____ Dataset
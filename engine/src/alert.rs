//! Alert vocabulary and the at-most-once admission ledger.

use crate::{DedupKey, Timestamp};
use serde::{Deserialize, Serialize};
use std::collections::BTreeMap;

/// How urgent a notification is.
#[derive(
    Debug, Clone, Copy, Default, PartialEq, Eq, PartialOrd, Ord, Hash, Serialize, Deserialize,
)]
#[serde(rename_all = "lowercase")]
pub enum Severity {
    Info,
    #[default]
    Warning,
    Critical,
}

impl Severity {
    pub fn as_str(&self) -> &'static str {
        match self {
            Self::Info => "info",
            Self::Warning => "warning",
            Self::Critical => "critical",
        }
    }
}

impl std::fmt::Display for Severity {
    fn fmt(&self, f: &mut std::fmt::Formatter<'_>) -> std::fmt::Result {
        f.write_str(self.as_str())
    }
}

/// What a notification channel receives.
#[derive(Debug, Clone, PartialEq, Eq, Serialize, Deserialize)]
#[serde(rename_all = "camelCase")]
pub struct Notification {
    pub title: String,
    pub body: String,
    pub severity: Severity,
}

/// Person notified alongside SOS and geofence alerts.
#[derive(Debug, Clone, PartialEq, Eq, Serialize, Deserialize)]
#[serde(rename_all = "camelCase")]
pub struct EmergencyContact {
    pub name: String,
    pub phone: String,
}

impl std::fmt::Display for EmergencyContact {
    fn fmt(&self, f: &mut std::fmt::Formatter<'_>) -> std::fmt::Result {
        write!(f, "{} ({})", self.name, self.phone)
    }
}

/// Ledger verdict for one candidate alert.
#[derive(Debug, Clone, Copy, PartialEq, Eq)]
pub enum Admission {
    /// First sighting in the window; hand to the channel
    Deliver,
    /// Already admitted at `first_seen`
    Suppressed { first_seen: Timestamp },
    /// Older than the maximum alert age
    Stale { age_ms: u64 },
}

/// Remembers which dedup keys have been admitted.
///
/// A key is recorded the moment it is admitted, before delivery is even
/// attempted, so a retried sync that re-delivers the same event while the
/// first delivery is still retrying is suppressed too.
#[derive(Debug, Clone)]
pub struct AlertLedger {
    suppression_ms: u64,
    max_age_ms: u64,
    seen: BTreeMap<DedupKey, Timestamp>,
}

impl AlertLedger {
    pub fn new(suppression_ms: u64, max_age_ms: u64) -> Self {
        Self {
            suppression_ms,
            max_age_ms,
            seen: BTreeMap::new(),
        }
    }

    /// Decide whether an event triggered at `triggered_at` may alert at `now`.
    pub fn admit(&mut self, key: &DedupKey, triggered_at: Timestamp, now: Timestamp) -> Admission {
        let age_ms = now.saturating_sub(triggered_at);
        if self.max_age_ms > 0 && age_ms > self.max_age_ms {
            return Admission::Stale { age_ms };
        }

        if let Some(&first_seen) = self.seen.get(key) {
            if now.saturating_sub(first_seen) < self.suppression_ms {
                return Admission::Suppressed { first_seen };
            }
        }

        self.seen.insert(key.clone(), now);
        Admission::Deliver
    }

    /// Forget keys whose suppression window has passed. Returns how many
    /// were dropped.
    pub fn expire(&mut self, now: Timestamp) -> usize {
        let before = self.seen.len();
        let window = self.suppression_ms;
        self.seen
            .retain(|_, first_seen| now.saturating_sub(*first_seen) < window);
        before - self.seen.len()
    }

    pub fn contains(&self, key: &DedupKey) -> bool {
        self.seen.contains_key(key)
    }

    pub fn len(&self) -> usize {
        self.seen.len()
    }

    pub fn is_empty(&self) -> bool {
        self.seen.is_empty()
    }
}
________
| Instructions to follow |
No line may be left out; the records are to be transcribed in full.

| Answer to this task |
filename engine/src/alert.rs
//! Alert vocabulary and the at-most-once admission ledger.

use crate::{DedupKey, Timestamp};
use serde::{Deserialize, Serialize};
use std::collections::BTreeMap;

/// How urgent a notification is.
#[derive(
    Debug, Clone, Copy, Default, PartialEq, Eq, PartialOrd, Ord, Hash, Serialize, Deserialize,
)]
#[serde(rename_all = "lowercase")]
pub enum Severity {
    Info,
    #[default]
    Warning,
    Critical,
}

impl Severity {
    pub fn as_str(&self) -> &'static str {
        match self {
            Self::Info => "info",
            Self::Warning => "warning",
            Self::Critical => "critical",
        }
    }
}

impl std::fmt::Display for Severity {
    fn fmt(&self, f: &mut std::fmt::Formatter<'_>) -> std::fmt::Result {
        f.write_str(self.as_str())
    }
}

/// What a notification channel receives.
#[derive(Debug, Clone, PartialEq, Eq, Serialize, Deserialize)]
#[serde(rename_all = "camelCase")]
pub struct Notification {
    pub title: String,
    pub body: String,
    pub severity: Severity,
}

/// Person notified alongside SOS and geofence alerts.
#[derive(Debug, Clone, PartialEq, Eq, Serialize, Deserialize)]
#[serde(rename_all = "camelCase")]
pub struct EmergencyContact {
    pub name: String,
    pub phone: String,
}

impl std::fmt::Display for EmergencyContact {
    fn fmt(&self, f: &mut std::fmt::Formatter<'_>) -> std::fmt::Result {
        write!(f, "{} ({})", self.name, self.phone)
    }
}

/// Ledger verdict for one candidate alert.
#[derive(Debug, Clone, Copy, PartialEq, Eq)]
pub enum Admission {
    /// First sighting in the window; hand to the channel
    Deliver,
    /// Already admitted at `first_seen`
    Suppressed { first_seen: Timestamp },
    /// Older than the maximum alert age
    Stale { age_ms: u64 },
}

/// Remembers which dedup keys have been admitted.
///
/// A key is recorded the moment it is admitted, before delivery is even
/// attempted, so a retried sync that re-delivers the same event while the
/// first delivery is still retrying is suppressed too.
#[derive(Debug, Clone)]
pub struct AlertLedger {
    suppression_ms: u64,
    max_age_ms: u64,
    seen: BTreeMap<DedupKey, Timestamp>,
}

impl AlertLedger {
    pub fn new(suppression_ms: u64, max_age_ms: u64) -> Self {
        Self {
            suppression_ms,
            max_age_ms,
            seen: BTreeMap::new(),
        }
    }

    /// Decide whether an event triggered at `triggered_at` may alert at `now`.
    pub fn admit(&mut self, key: &DedupKey, triggered_at: Timestamp, now: Timestamp) -> Admission {
        let age_ms = now.saturating_sub(triggered_at);
        if self.max_age_ms > 0 && age_ms > self.max_age_ms {
            return Admission::Stale { age_ms };
        }

        if let Some(&first_seen) = self.seen.get(key) {
            if now.saturating_sub(first_seen) < self.suppression_ms {
                return Admission::Suppressed { first_seen };
            }
        }

        self.seen.insert(key.clone(), now);
        Admission::Deliver
    }

    /// Forget keys whose suppression window has passed. Returns how many
    /// were dropped.
    pub fn expire(&mut self, now: Timestamp) -> usize {
        let before = self.seen.len();
        let window = self.suppression_ms;
        self.seen
            .retain(|_, first_seen| now.saturating_sub(*first_seen) < window);
        before - self.seen.len()
    }

    pub fn contains(&self, key: &DedupKey) -> bool {
        self.seen.contains_key(key)
    }

    pub fn len(&self) -> usize {
        self.seen.len()
    }

    pub fn is_empty(&self) -> bool {
        self.seen.is_empty()
    }
}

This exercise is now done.